The first version didn't handle some of the more complex computed dictionaries, but you could use raw data and could use "translates" to pull data out of other files.  In a pinch, you could stage the data you wanted into another file and then PICK-PC the data over.  I worked with the PC developers to come up with an architecture and design that would be practical on the PICK side, but still leverage the power of the PC.

More Horsepower Needed

It didn't take too long to realize that I had a little problem. I did much of this development (to earn my new PC) at home. But at home I could either boot into my 5 MB PICK partition, or my 5 MB DOS partition.  It was impossible to test PICK pushing data at the DOS side of the PC, as only one could be active at a time.  I also quickly ran out of room on my 10MB drive, so the company gave me a second hard drive.
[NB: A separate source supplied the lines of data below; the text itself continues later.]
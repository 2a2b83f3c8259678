// Collection cycle aggregator
// This file builds the configured fetchers and drives one concurrent
// collection cycle across them with a per-fetcher timeout
//
// Numan Thabit 2025 Nov

use crate::config::Config;
use crate::counter::LabelKeyedCounter;
use crate::errors::ExporterError;
use crate::fetchers::{
    registry, releases, AccessLogTailFetcher, FetchSample, Fetcher, LabelExtractor,
    RegistryPullFetcher, ReleaseAssetFetcher,
};
use crate::metrics::FETCH_ERRORS;
use crate::transport::JsonHttp;
use futures::future::join_all;
use regex::Regex;
use std::collections::HashSet;
use std::sync::Arc;
use std::time::{Duration, Instant};
use tokio::sync::Mutex;
use tracing::{debug, info, warn};
use url::Url;

pub const DEFAULT_FETCH_TIMEOUT: Duration = Duration::from_secs(3);

/// Result of one fetcher within a collection cycle.
#[derive(Debug)]
pub struct FetchReport {
    pub name: String,
    pub outcome: FetchOutcome,
}

#[derive(Debug)]
pub enum FetchOutcome {
    Success {
        samples: Vec<FetchSample>,
        /// Time from the start of the cycle until this fetcher finished
        elapsed: Duration,
    },
    Failure(ExporterError),
}

impl FetchReport {
    pub fn is_up(&self) -> bool {
        matches!(self.outcome, FetchOutcome::Success { .. })
    }

    pub fn samples(&self) -> &[FetchSample] {
        match &self.outcome {
            FetchOutcome::Success { samples, .. } => samples,
            FetchOutcome::Failure(_) => &[],
        }
    }
}

struct FetcherSlot {
    name: String,
    fetcher: Mutex<Fetcher>,
}

pub struct Aggregator {
    labels: Vec<String>,
    fetchers: Vec<Arc<FetcherSlot>>,
    fetch_timeout: Duration,
}

impl Aggregator {
    pub fn new(labels: Vec<String>, fetchers: Vec<Fetcher>, fetch_timeout: Duration) -> Self {
        let fetchers = fetchers
            .into_iter()
            .map(|fetcher| {
                Arc::new(FetcherSlot {
                    name: fetcher.name().to_string(),
                    fetcher: Mutex::new(fetcher),
                })
            })
            .collect();
        Self {
            labels,
            fetchers,
            fetch_timeout,
        }
    }

    /// Validate `cfg` and build every fetcher it declares.
    pub fn from_config(cfg: &Config, fetch_timeout: Duration) -> Result<Self, ExporterError> {
        cfg.validate_labels()?;
        let http = JsonHttp::new(fetch_timeout)?;
        let mut fetchers: Vec<Fetcher> = Vec::new();

        for c in &cfg.fetchers.dockerhub_pulls {
            require(&c.name, "docker hub name")?;
            require(&c.owner, "docker hub owner")?;
            require(&c.repo, "docker hub repo")?;

            fetchers.push(
                RegistryPullFetcher::new(
                    &c.name,
                    &c.owner,
                    &c.repo,
                    api_url(c.api_url.as_ref(), registry::DEFAULT_API_URL)?,
                    http.clone(),
                )
                .into(),
            );
        }

        for c in &cfg.fetchers.github_releases {
            require(&c.name, "github releases name")?;
            require(&c.owner, "github releases owner")?;
            require(&c.repo, "github releases repo")?;

            let assets_filter = match c.assets_regexp.as_deref() {
                Some(pattern) if !pattern.is_empty() => {
                    Some(compile(pattern, &format!("{} assets_regexp", c.name))?)
                }
                _ => None,
            };
            let labels = LabelExtractor::compile(&c.name, c.labels.iter())?;
            warn_undeclared(&c.name, &labels, &cfg.labels);

            fetchers.push(
                ReleaseAssetFetcher::new(
                    &c.name,
                    &c.owner,
                    &c.repo,
                    api_url(c.api_url.as_ref(), releases::DEFAULT_API_URL)?,
                    assets_filter,
                    labels,
                    LabelKeyedCounter::new(cfg.labels.clone()),
                    http.clone(),
                )
                .into(),
            );
        }

        for c in &cfg.fetchers.nginx_access_log {
            require(&c.name, "nginx access log name")?;
            if c.access_log_path.as_os_str().is_empty() {
                return Err(ExporterError::Config(
                    "nginx access log path cannot be empty".to_string(),
                ));
            }
            require(&c.access_log_regexp, "nginx access log regexp")?;

            let line_pattern = compile(&c.access_log_regexp, &format!("{} access_log_regexp", c.name))?;
            let labels = LabelExtractor::compile(&c.name, c.labels.iter())?;
            warn_undeclared(&c.name, &labels, &cfg.labels);

            fetchers.push(
                AccessLogTailFetcher::new(
                    &c.name,
                    &c.access_log_path,
                    line_pattern,
                    labels,
                    LabelKeyedCounter::new(cfg.labels.clone()),
                )
                .into(),
            );
        }

        if fetchers.is_empty() {
            return Err(ExporterError::Config("no fetchers configured".to_string()));
        }

        let mut names = HashSet::new();
        for fetcher in &fetchers {
            if !names.insert(fetcher.name()) {
                return Err(ExporterError::Config(format!(
                    "duplicate fetcher name: {}",
                    fetcher.name()
                )));
            }
            info!(name = %fetcher.name(), kind = fetcher.kind(), "fetcher configured");
        }

        Ok(Self::new(cfg.labels.clone(), fetchers, fetch_timeout))
    }

    pub fn labels(&self) -> &[String] {
        &self.labels
    }

    pub fn fetch_timeout(&self) -> Duration {
        self.fetch_timeout
    }

    pub fn fetcher_names(&self) -> impl Iterator<Item = &str> {
        self.fetchers.iter().map(|slot| slot.name.as_str())
    }

    /// Run every fetcher concurrently and wait for all of them.
    ///
    /// Reports come back in configuration order. A failed, timed out or
    /// panicked fetcher yields a `Failure` without affecting the others.
    pub async fn collect(&self) -> Vec<FetchReport> {
        let scrape_start = Instant::now();
        let timeout = self.fetch_timeout;

        let handles: Vec<_> = self
            .fetchers
            .iter()
            .map(|slot| {
                let slot = Arc::clone(slot);
                tokio::spawn(async move {
                    let fetched = tokio::time::timeout(timeout, async {
                        let mut fetcher = slot.fetcher.lock().await;
                        fetcher.fetch_count().await
                    })
                    .await;

                    match fetched {
                        Ok(Ok(samples)) => FetchOutcome::Success {
                            samples,
                            elapsed: scrape_start.elapsed(),
                        },
                        Ok(Err(err)) => FetchOutcome::Failure(err),
                        Err(_) => FetchOutcome::Failure(ExporterError::Timeout(timeout)),
                    }
                })
            })
            .collect();

        let joined = join_all(handles).await;

        self.fetchers
            .iter()
            .zip(joined)
            .map(|(slot, joined)| {
                let outcome = joined
                    .unwrap_or_else(|e| FetchOutcome::Failure(ExporterError::Task(e.to_string())));
                let report = FetchReport {
                    name: slot.name.clone(),
                    outcome,
                };
                log_report(&report);
                report
            })
            .collect()
    }
}

fn log_report(report: &FetchReport) {
    match &report.outcome {
        FetchOutcome::Success { samples, elapsed } => {
            for sample in samples {
                debug!(
                    name = %report.name,
                    labels = ?sample.labels,
                    count = sample.count,
                    scrape_duration = ?elapsed,
                    "fetched new metric"
                );
            }
        }
        FetchOutcome::Failure(err) => {
            FETCH_ERRORS
                .with_label_values(&[report.name.as_str(), err.kind()])
                .inc();
            warn!(
                name = %report.name,
                kind = err.kind(),
                error = %err,
                "failed to fetch metric"
            );
        }
    }
}

fn require(value: &str, what: &str) -> Result<(), ExporterError> {
    if value.is_empty() {
        return Err(ExporterError::Config(format!("{what} cannot be empty")));
    }
    Ok(())
}

fn compile(pattern: &str, field: &str) -> Result<Regex, ExporterError> {
    Regex::new(pattern).map_err(|source| ExporterError::Pattern {
        field: field.to_string(),
        source,
    })
}

fn api_url(configured: Option<&Url>, default: &str) -> Result<Url, ExporterError> {
    match configured {
        Some(url) => Ok(url.clone()),
        None => Url::parse(default).map_err(|e| ExporterError::Config(format!("{default}: {e}"))),
    }
}

fn warn_undeclared(fetcher: &str, labels: &LabelExtractor, declared: &[String]) {
    for label in labels.label_names() {
        if !declared.iter().any(|d| d == label) {
            warn!(
                name = %fetcher,
                label = %label,
                "label pattern is not in the declared labels and will not be exported"
            );
        }
    }
}
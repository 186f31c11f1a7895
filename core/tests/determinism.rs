//! Same seed + same action script must produce identical event logs and
//! identical final state, regardless of the game id.

use chrono::NaiveDate;
use ledgerlife_core::action::GameAction;
use ledgerlife_core::config::GameConfig;
use ledgerlife_core::processor::{ActionProcessor, NewGame};
use ledgerlife_core::store::GameStore;

/// Drive one game for `days`, auto-resolving every pending card with its
/// first option before advancing.
fn run_script(seed: &str, game_id: &str, days: u32) -> ActionProcessor {
    let store = GameStore::in_memory().unwrap();
    store.migrate().unwrap();
    let processor = ActionProcessor::new(store, GameConfig::default_test());
    processor
        .create_game(&NewGame {
            game_id: game_id.to_string(),
            user_id: "user-1".to_string(),
            persona: "adult".to_string(),
            difficulty: "normal".to_string(),
            region: "us".to_string(),
            start_date: NaiveDate::from_ymd_opt(2024, 1, 1).unwrap(),
            seed: seed.to_string(),
        })
        .unwrap();

    let mut now = 1_700_000_000i64;
    for _ in 0..days {
        loop {
            let pending = processor.store().pending_cards(game_id).unwrap();
            let Some(card) = pending.first() else { break };
            let option_id = card.options.first().unwrap().option_id.clone();
            let result = processor.process_at(
                game_id,
                &GameAction::DecideCard {
                    card_id: card.card_id.clone(),
                    option_id,
                },
                now,
            );
            assert!(result.success, "{:?}", result.errors);
        }
        let result = processor.process_at(game_id, &GameAction::AdvanceDay, now);
        assert!(result.success, "{:?}", result.errors);
        now += 86_400;
    }
    processor
}

#[test]
fn same_seed_same_script_identical_runs() {
    let a = run_script("replay-seed", "game-a", 60);
    let b = run_script("replay-seed", "game-b", 60);

    let events_a = a.store().events_for_game("game-a").unwrap();
    let events_b = b.store().events_for_game("game-b").unwrap();
    assert_eq!(events_a.len(), events_b.len());
    for (ea, eb) in events_a.iter().zip(events_b.iter()) {
        assert_eq!(ea.event_type, eb.event_type);
        assert_eq!(ea.date, eb.date);
        assert_eq!(ea.payload, eb.payload);
    }

    let game_a = a.store().load_game("game-a").unwrap();
    let game_b = b.store().load_game("game-b").unwrap();
    let mut va = serde_json::to_value(&game_a).unwrap();
    let mut vb = serde_json::to_value(&game_b).unwrap();
    va.as_object_mut().unwrap().remove("game_id");
    vb.as_object_mut().unwrap().remove("game_id");
    assert_eq!(va, vb);
}

#[test]
fn ledgers_and_balances_stay_consistent_over_a_long_run() {
    let processor = run_script("invariant-seed", "game-inv", 95);
    let game = processor.store().load_game("game-inv").unwrap();

    // Ledger sums replay to the aggregate's counters.
    assert_eq!(processor.store().xp_ledger_sum("game-inv").unwrap(), game.xp);
    assert_eq!(processor.store().coin_ledger_sum("game-inv").unwrap(), game.coins);

    // Every account's last transaction snapshot matches its balance,
    // and each chain of balance_after values is internally consistent.
    for account in processor.store().open_accounts("game-inv").unwrap() {
        let txns = processor
            .store()
            .transactions_for_account("game-inv", &account.account_id)
            .unwrap();
        let mut running = 0i64;
        for t in &txns {
            running += t.amount;
            assert_eq!(t.balance_after, running, "txn {} drifted", t.txn_id);
        }
        assert_eq!(running, account.balance);
    }

    // Version counts one bump per committed action plus creation.
    assert!(game.version > 95);
}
A 20 MB Seagate drive.

After a while, the company bought two AT&T 6300 computers. These were clones that were equivalent the the IBM AT class machine, which was the next generation after the XT. The video below shows one of these booting up.



Now I had a PICK system and a DOS system that I could run at the same time.  Both computers were quite a bit faster than my XT class machine, too, so that was another benefit.

Additional Features

In addition, I designed and the team developed a number of additional features:

  • A scripting language that the PICK system could use to drive PC activity. You could do a number of things like change your current directory, create a directory, check for existence of a file, run a DOS command, program or batch file.  
  • A scripting language that you could run on the PC to drive activity on the PICK application.  
  • We allowed you to take data out of several formats and upload it into a file on your PICK system.
The full feature list of the production version is listed in the product brochure below:



My First Spectrum Show


We went to a Spectrum show in Las Vegas to show off our prototype and get market feedback.  That Spectrum show had a special room called "PC Labs", and we had a booth there.  The first time I was doing the demo, I showed a LIST statement displaying some data on a screen.  Then I said "Now here's something you haven't seen in PICK." and showed them the PICK-PC command.

It was completely unrehearsed, but that line became our "hook". Everyone for 3 or 4 booths away trotted over to see this "new thing they'd never seen on PICK"!

We pulled up the same data in Lotus 1-2-3.  We did another set of data and pushed into a Wordstar mail merge.

Trivia Note: Wordstar was the first WYSIWYG word processor with mail merge capability.

We left that show with pre-orders for the product, and a list of interested beta customers!

What I Learned


For me, there were several things I learned:
  • I discovered PC programming and was intrigued at the possibilities.
  • I discovered the incredible rush of working with a brilliant team of creative geniuses to come up with something of value. Software is so much like magic. You start with an idea in your head and wind up with something valuable that people are willing to pay money for!
  • I discovered the excitement of working with sales and marketing teams to get something I helped author go to market!
  • I learned more about serial I/O and data communications.
Finally, although we were far from accomplishing our vision for the host scripting we had developed, that vision was in line with a recent trend called Robotic Process Automation.  Interesting to see it coming to fruition some 30 years later!

Note: For a long time, the computer systems used by most libraries in North America was PICK based system sold by Dynix. Synex had an annual contract to sell Dynix PK Harmony licenses in bulk to allow data transfers to other systems.  Our customers also included the largest McDonald's franchise in North America (in Florida), the London Underground system, and other companies, including  fortune 500 companies, that were using PICK systems in all industries and in countries around the world.  This was great exposure for me.